Dumande-riposte cun Lino ANGIULI

Lino ANGIULI

Lino ANGIULI

A storia di l’unità linguistica in Italia è in Francia ùn hè micca stata listessa. A cunsequenza hè chì nantu à u territoriu francese a parolla “dialettu” hà una cunnutazione peghjurativu chì ùn pare micca ch’ella esisti in Italia duve u dialettu in una certa misura si acconcia cù a lingua. Caratterizate, per piacè, u dialettu ch’è vo usate di quandu in quandu in a vostra puesia? Di chì varietà linguistica si tratta è cumu l’avete amparata?

La mia vita è nata in/dal dialetto; ancora oggi, dopo più di mezzo secolo di italianizzazione, la mia mente pensa e vive in dialetto. È una lingua piena di corporeità che sento ancora capace di parlare dei massimi e minimi sistemi (vita, morte, lavoro, amore) per cui ha ancora pieno diritto di cittadinanza nella comunicazione sociale. La mia parlata rientra nella numerosa e ricca famiglia dei dialetti presenti nel meridione d’Italia. In particolare, considerato che la Puglia ha avuto a che fare con numerose civiltà, essa trasporta nel suo profondo ventre suoni e atmosfere densamente intrisi di mediterraneità. La nostra è veramente un’enorme ricchezza linguistica da valorizzare come bene culturale e fonte di riferimento identitario (dinamico non rigido). Un solo esempio: nell’ambito della Terra di Bari, nel giro di circa cinquanta kilometri, per dire “le olive”, si dice i ligghie (a Monopoli, dove vivo), i ghü (Polignano a Mare, ad appena sette kilometri), le uì (Valenzano, dove sono nato), r’aloive (Bitonto). Da questo punto di vista una lingua nazionale era necessaria, ma questo non vuol dire che bisogna uccidere i dialetti, esseri viventi come gli animali, le piante, gli uomini.

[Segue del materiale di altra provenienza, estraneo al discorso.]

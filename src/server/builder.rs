//! ServerBuilder for fluent API to build the order HTTP server

use super::dispatcher::{Clock, OrderDispatcher};
use super::router::build_app;
use crate::config::{StorageBackend, StorageConfig};
use crate::core::OrderStore;
use crate::storage::InMemoryOrderStore;
use anyhow::{Context, Result};
use axum::Router;
use std::sync::Arc;
use tokio::net::TcpListener;

/// Builder for the order service router
///
/// # Example
///
/// ```ignore
/// let app = ServerBuilder::new()
///     .with_store(InMemoryOrderStore::new())
///     .build()?;
/// ```
pub struct ServerBuilder {
    store: Option<Arc<dyn OrderStore>>,
    clock: Option<Clock>,
    custom_routes: Vec<Router>,
}

impl ServerBuilder {
    /// Create a new ServerBuilder
    pub fn new() -> Self {
        Self {
            store: None,
            clock: None,
            custom_routes: Vec::new(),
        }
    }

    /// Set the order store (required)
    pub fn with_store(mut self, store: impl OrderStore + 'static) -> Self {
        self.store = Some(Arc::new(store));
        self
    }

    /// Set an already shared order store
    pub fn with_shared_store(mut self, store: Arc<dyn OrderStore>) -> Self {
        self.store = Some(store);
        self
    }

    /// Override the clock that dates new orders
    pub fn with_clock(mut self, clock: Clock) -> Self {
        self.clock = Some(clock);
        self
    }

    /// Add routes outside the order resource, e.g. admin or metrics endpoints
    pub fn with_custom_routes(mut self, routes: Router) -> Self {
        self.custom_routes.push(routes);
        self
    }

    /// Open the store described by the storage config
    ///
    /// For `postgres` this connects a pool and applies the schema.
    pub async fn with_store_from_config(self, config: &StorageConfig) -> Result<Self> {
        match config.backend {
            StorageBackend::InMemory => {
                tracing::info!("Using in-memory order store");
                Ok(self.with_store(InMemoryOrderStore::new()))
            }
            StorageBackend::Postgres => self.with_postgres_store(config).await,
        }
    }

    #[cfg(feature = "postgres")]
    async fn with_postgres_store(self, config: &StorageConfig) -> Result<Self> {
        use crate::storage::postgres::{PostgresOrderStore, ensure_schema};
        use sqlx::postgres::PgPoolOptions;

        let url = config
            .database_url
            .as_deref()
            .context("storage.database_url is required for the postgres backend")?;

        let pool = PgPoolOptions::new()
            .max_connections(config.max_connections)
            .connect(url)
            .await
            .context("Failed to connect to PostgreSQL")?;
        ensure_schema(&pool).await?;

        tracing::info!(max_connections = config.max_connections, "Using PostgreSQL order store");
        Ok(self.with_store(PostgresOrderStore::new(pool)))
    }

    #[cfg(not(feature = "postgres"))]
    async fn with_postgres_store(self, _config: &StorageConfig) -> Result<Self> {
        anyhow::bail!("the postgres backend requires building with the `postgres` feature")
    }

    /// Build the dispatcher alone, without HTTP routing
    pub fn build_dispatcher(&mut self) -> Result<OrderDispatcher> {
        let store = self
            .store
            .take()
            .ok_or_else(|| anyhow::anyhow!("OrderStore is required. Call .with_store()"))?;

        let dispatcher = OrderDispatcher::new(store);
        Ok(match self.clock {
            Some(clock) => dispatcher.with_clock(clock),
            None => dispatcher,
        })
    }

    /// Build the final REST router
    ///
    /// This generates:
    /// - CRUD routes for orders
    /// - Health check routes
    /// - Any custom routes
    pub fn build(mut self) -> Result<Router> {
        let dispatcher = self.build_dispatcher()?;

        let mut app = build_app(dispatcher);
        for custom_router in std::mem::take(&mut self.custom_routes) {
            app = app.merge(custom_router);
        }

        Ok(app)
    }

    /// Serve the application with graceful shutdown
    ///
    /// This will:
    /// - Bind to the provided address
    /// - Start serving requests
    /// - Handle SIGTERM and SIGINT (Ctrl+C) for graceful shutdown
    pub async fn serve(self, addr: &str) -> Result<()> {
        let app = self.build()?;
        let listener = TcpListener::bind(addr)
            .await
            .with_context(|| format!("Failed to bind {}", addr))?;

        tracing::info!("Server listening on {}", addr);

        axum::serve(listener, app)
            .with_graceful_shutdown(shutdown_signal())
            .await?;

        tracing::info!("Server shutdown complete");
        Ok(())
    }
}

impl Default for ServerBuilder {
    fn default() -> Self {
        Self::new()
    }
}

/// Wait for shutdown signal (SIGTERM or Ctrl+C)
async fn shutdown_signal() {
    use tokio::signal;

    let ctrl_c = async {
        signal::ctrl_c()
            .await
            .expect("failed to install Ctrl+C handler");
    };

    #[cfg(unix)]
    let terminate = async {
        signal::unix::signal(signal::unix::SignalKind::terminate())
            .expect("failed to install SIGTERM handler")
            .recv()
            .await;
    };

    #[cfg(not(unix))]
    let terminate = std::future::pending::<()>();

    tokio::select! {
        _ = ctrl_c => {
            tracing::info!("Received Ctrl+C signal, initiating graceful shutdown...");
        },
        _ = terminate => {
            tracing::info!("Received SIGTERM signal, initiating graceful shutdown...");
        },
    }
}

Fate un usu alternatu di u talianu è di u dialettu in a vostra scrittura puetica. Chì rapresenta per voi l’intervenzione episodica di u dialettu è chì significatu literariu attribuite à issa presenza simultanea di a lingua è di u dialettu?

In letteratura io sono bilingue, non solo perché scrivo poesie in lingua italiana e dialettale, ma anche perché cerco di italianizzare il dialetto e dialettizzare l’italiano, in modo tale che le due lingue imparino a stare insieme e a non sentirsi antagoniste. Per la verità, all’inizio usavo il dialetto come strumento oppositivo nei confronti dell’omologazione culturale, per dimostrare che ogni lingua ha una sua dignità e una sua capacità estetica, ma da qualche anno non lo uso più contro ma con l’italiano: due lingue che devono trovare un modo di convivere pacificamente per poter andare incontro a tutte le altre lingue. Per quanto riguarda la sua utilizzazione poetica, mi rendo conto che la mia parlata non è nata per l’occhio ma per l’orecchio: per questo sento di tradirla quando la trasporto sulla pagina letteraria. Ma lei sa che le voglio bene e che lo faccio a fin di bene.